(PROVIDED INFORMATION)
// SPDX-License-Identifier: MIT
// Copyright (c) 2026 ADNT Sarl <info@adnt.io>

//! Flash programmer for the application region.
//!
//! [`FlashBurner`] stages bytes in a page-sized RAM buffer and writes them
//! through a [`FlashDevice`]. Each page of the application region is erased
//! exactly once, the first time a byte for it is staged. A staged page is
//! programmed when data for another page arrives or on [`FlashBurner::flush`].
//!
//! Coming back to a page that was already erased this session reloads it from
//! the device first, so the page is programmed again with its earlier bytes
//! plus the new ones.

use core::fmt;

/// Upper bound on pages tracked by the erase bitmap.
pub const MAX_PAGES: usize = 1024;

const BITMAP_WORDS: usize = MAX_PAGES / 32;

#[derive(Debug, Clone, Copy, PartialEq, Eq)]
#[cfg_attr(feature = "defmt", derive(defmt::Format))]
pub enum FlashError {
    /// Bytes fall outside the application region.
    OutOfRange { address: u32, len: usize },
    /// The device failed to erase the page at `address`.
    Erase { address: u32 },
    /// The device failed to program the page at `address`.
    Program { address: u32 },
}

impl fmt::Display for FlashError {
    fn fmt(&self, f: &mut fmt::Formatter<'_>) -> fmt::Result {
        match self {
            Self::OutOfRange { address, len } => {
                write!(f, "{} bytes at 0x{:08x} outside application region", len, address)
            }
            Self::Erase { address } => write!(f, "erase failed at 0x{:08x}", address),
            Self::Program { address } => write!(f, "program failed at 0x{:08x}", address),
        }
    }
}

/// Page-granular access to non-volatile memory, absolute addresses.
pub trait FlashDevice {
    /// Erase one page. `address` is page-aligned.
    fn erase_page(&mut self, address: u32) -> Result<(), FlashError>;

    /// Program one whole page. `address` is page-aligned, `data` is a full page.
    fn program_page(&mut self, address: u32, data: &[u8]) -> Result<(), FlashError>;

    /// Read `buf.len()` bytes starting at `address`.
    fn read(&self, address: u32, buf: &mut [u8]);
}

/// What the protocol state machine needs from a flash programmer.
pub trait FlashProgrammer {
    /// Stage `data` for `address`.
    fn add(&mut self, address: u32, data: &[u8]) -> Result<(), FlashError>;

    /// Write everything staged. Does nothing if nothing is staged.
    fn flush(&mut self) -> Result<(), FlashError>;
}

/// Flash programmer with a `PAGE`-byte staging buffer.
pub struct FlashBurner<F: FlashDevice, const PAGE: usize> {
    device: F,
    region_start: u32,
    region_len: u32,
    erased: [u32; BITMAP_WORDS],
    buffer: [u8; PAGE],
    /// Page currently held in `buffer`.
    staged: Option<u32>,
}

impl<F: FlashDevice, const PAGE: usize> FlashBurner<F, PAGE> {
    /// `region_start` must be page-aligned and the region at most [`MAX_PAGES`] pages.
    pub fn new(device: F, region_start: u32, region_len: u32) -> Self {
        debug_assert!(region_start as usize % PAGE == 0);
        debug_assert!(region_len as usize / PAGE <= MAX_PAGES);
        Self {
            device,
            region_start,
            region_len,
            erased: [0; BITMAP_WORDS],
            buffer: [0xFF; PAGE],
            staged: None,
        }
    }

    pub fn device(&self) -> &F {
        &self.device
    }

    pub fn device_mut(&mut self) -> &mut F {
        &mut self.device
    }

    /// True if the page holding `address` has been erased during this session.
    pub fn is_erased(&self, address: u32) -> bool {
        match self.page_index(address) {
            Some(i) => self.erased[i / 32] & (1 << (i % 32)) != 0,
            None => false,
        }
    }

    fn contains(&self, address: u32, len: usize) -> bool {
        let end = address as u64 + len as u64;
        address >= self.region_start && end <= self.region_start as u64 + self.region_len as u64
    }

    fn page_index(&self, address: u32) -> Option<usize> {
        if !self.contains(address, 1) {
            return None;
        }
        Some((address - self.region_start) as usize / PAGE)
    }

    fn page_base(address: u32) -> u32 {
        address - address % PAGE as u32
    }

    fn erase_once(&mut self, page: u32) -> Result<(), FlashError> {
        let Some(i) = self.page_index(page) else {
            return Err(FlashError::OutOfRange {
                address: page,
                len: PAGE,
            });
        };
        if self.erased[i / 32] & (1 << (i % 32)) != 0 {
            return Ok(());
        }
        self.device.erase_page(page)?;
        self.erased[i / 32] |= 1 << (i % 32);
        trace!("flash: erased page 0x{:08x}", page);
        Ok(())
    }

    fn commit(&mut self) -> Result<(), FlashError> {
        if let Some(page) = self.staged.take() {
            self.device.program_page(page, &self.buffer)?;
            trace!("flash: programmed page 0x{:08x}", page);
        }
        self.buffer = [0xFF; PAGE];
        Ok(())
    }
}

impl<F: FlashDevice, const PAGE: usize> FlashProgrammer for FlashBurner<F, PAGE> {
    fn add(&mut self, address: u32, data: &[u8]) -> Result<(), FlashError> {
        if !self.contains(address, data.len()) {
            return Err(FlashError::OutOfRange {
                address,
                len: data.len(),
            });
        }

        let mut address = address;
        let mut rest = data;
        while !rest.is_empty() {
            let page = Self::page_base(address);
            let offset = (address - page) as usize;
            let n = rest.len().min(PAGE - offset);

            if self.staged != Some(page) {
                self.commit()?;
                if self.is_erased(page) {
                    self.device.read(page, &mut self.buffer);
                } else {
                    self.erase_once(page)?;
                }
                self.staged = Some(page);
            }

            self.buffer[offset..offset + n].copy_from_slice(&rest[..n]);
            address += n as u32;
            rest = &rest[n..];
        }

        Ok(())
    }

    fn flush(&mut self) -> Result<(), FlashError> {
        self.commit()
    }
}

--

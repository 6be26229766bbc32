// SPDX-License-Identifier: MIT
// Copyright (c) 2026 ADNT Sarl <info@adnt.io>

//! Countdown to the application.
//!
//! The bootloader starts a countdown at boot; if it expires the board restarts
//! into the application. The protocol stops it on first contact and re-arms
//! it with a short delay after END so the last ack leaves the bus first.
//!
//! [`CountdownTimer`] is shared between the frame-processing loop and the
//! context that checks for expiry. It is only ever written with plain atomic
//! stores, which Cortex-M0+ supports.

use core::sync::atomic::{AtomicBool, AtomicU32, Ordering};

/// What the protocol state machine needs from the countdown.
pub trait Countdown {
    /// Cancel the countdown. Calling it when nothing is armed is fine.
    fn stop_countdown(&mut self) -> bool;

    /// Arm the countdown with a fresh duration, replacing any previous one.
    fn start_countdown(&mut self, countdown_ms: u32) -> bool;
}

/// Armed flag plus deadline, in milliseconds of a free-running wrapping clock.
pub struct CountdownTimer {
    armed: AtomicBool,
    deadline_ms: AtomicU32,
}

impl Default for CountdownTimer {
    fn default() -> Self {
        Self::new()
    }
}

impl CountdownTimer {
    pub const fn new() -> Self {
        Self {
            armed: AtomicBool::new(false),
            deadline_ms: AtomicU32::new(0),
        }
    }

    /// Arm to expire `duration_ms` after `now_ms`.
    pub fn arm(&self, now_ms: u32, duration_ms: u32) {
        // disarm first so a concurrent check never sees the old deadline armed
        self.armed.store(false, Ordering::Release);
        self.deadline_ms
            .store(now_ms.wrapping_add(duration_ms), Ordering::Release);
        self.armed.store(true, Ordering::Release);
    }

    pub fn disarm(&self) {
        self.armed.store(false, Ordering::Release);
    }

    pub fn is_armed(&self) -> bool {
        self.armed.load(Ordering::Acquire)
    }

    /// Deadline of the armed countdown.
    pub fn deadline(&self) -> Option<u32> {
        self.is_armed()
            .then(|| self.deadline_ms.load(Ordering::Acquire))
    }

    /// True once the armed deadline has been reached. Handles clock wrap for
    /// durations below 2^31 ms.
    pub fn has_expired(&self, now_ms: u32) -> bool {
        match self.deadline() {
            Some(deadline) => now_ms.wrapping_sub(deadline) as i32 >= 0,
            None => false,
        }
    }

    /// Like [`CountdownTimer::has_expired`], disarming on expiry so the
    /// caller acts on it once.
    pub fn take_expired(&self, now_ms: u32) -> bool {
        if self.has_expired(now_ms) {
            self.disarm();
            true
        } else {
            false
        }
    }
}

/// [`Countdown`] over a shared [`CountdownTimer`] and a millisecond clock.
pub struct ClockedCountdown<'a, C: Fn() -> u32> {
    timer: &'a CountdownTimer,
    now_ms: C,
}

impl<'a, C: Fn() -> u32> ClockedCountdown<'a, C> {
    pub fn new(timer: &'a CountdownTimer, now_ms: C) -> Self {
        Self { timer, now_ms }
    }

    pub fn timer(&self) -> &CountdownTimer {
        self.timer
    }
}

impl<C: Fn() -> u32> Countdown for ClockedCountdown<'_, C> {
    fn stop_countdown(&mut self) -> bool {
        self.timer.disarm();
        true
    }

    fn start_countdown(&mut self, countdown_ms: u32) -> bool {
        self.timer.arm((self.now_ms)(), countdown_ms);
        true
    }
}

(WORK INSTRUCTIONS)
Among the entries, how many lines hold the string "FlashProgrammer"? Answer with a bare number.

(ANSWER BELOW)
2